To whom did the serpent make its appeal? To Eve. Eve is the symbol of the selfhood. The selfhood imbued with innocence, was at first a help-meet; but now it had grown so large in the regard of these most ancient people that it became a means by which the senses were able to involve them in complete spiritual ruin.

The tree of the knowledge of good and of evil was not a literal tree, for we can all see that the knowledge of good and evil could not have been the product of a tree. The knowledge of spiritual things is communicated to man by the Lord. It comes by revelation, given either through an internal dictate or by a written word of Scripture. Every man who does any serious thinking knows this to be true. He feels himself incompetent for such a discovery as the knowledge of spiritual things.

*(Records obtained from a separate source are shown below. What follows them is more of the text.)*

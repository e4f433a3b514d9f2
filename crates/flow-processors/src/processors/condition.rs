//! Condition evaluation processor.

use async_trait::async_trait;
use serde::{Deserialize, Serialize};
use std::sync::Arc;
use tokio_util::sync::CancellationToken;

use super::{parse_config, require_non_empty};
use crate::context::ExecutionContext;
use crate::error::ProcessingError;
use crate::registry::StepProcessor;
use crate::step::{Step, StepKind};
use crate::transport::{ServiceKind, ServiceTransport};

/// Condition step configuration.
#[derive(Debug, Clone, Serialize, Deserialize)]
#[serde(rename_all = "camelCase")]
pub struct ConditionConfig {
    /// Boolean expression evaluated by the condition service.
    #[serde(alias = "condition")]
    pub expression: String,
}

/// Evaluates a boolean expression through the condition service.
///
/// The service may answer with a bare boolean or an object carrying a
/// boolean `result`. The step output is always `{"result": bool, "response": ..}`.
pub struct ConditionProcessor {
    transport: Arc<dyn ServiceTransport>,
}

impl ConditionProcessor {
    /// Create a new condition processor.
    pub fn new(transport: Arc<dyn ServiceTransport>) -> Self {
        Self { transport }
    }
}

#[async_trait]
impl StepProcessor for ConditionProcessor {
    fn kind(&self) -> StepKind {
        StepKind::Condition
    }

    fn validate(&self, step: &Step) -> Result<(), ProcessingError> {
        let config: ConditionConfig = parse_config(step)?;
        require_non_empty(step, "expression", &config.expression)
    }

    async fn process(
        &self,
        step: &Step,
        ctx: &ExecutionContext,
        cancel: CancellationToken,
    ) -> Result<serde_json::Value, ProcessingError> {
        let config: ConditionConfig = parse_config(step)?;

        let request = serde_json::json!({
            "stepId": step.id,
            "executionId": ctx.execution_id,
            "condition": config.expression,
            "variables": ctx.variables,
            "input": ctx.input_for(step),
        });

        let response = self
            .transport
            .call(ServiceKind::Condition, request, cancel)
            .await?;

        let result = extract_boolean(&response).ok_or_else(|| {
            ProcessingError::InvalidResponse(format!(
                "condition service returned no boolean result for step '{}'",
                step.id
            ))
        })?;

        tracing::debug!(
            execution_id = %ctx.execution_id,
            step_id = %step.id,
            result,
            "Condition evaluated"
        );

        Ok(serde_json::json!({
            "result": result,
            "response": response,
        }))
    }
}

fn extract_boolean(response: &serde_json::Value) -> Option<bool> {
    match response {
        serde_json::Value::Bool(b) => Some(*b),
        serde_json::Value::Object(obj) => obj.get("result").and_then(|v| v.as_bool()),
        _ => None,
    }
}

With the most ancient people this knowledge flowed in from the Lord and they were forbidden to attempt to gain it by any external methods. Of all the trees of the garden they might eat, excepting the fruit of the tree of knowledge. Why this prohibition? The fruit of every perception of goodness and truth, they were permitted to appropriate; but they must not appropriate to themselves the knowledge that belongs to God alone; for to eat of this tree meant a mental appropriation by which they would be led to believe that spiritual knowledge was the result of their own self-derived intelligence. But the Eve in this posterity of the Most Ancient Church - the ownhood - had opened the way for the pleading of the sense life. Knowledge, as a tree to see was planted by the Lord in Eden; for it is lawful to see the tree of knowledge - to seek to learn and comprehend the things of knowledge ; but it never is lawful to eat of the tree of knowledge because that act stands for making knowledge a result of our own efforts. It meant intellectual conceit. "Ye shall be as gods," the serpent said. This posterity of the Most Ancient Church yielded to the deception of the sense life. Men began to think of themselves as wise from themselves - to be as gods. The senses won out. "Eve ate and gave to her husband, and he did eat." The selfhood, the will, yielded to the senses; and as a result, the intellectual faculty consented. Innocence was lost. The soul was closed to God. The sense of guilt came. Conscience took the place of perception. They knew they were naked. Eden closed to them, and they were "sent forth to till the ground from whence they were taken.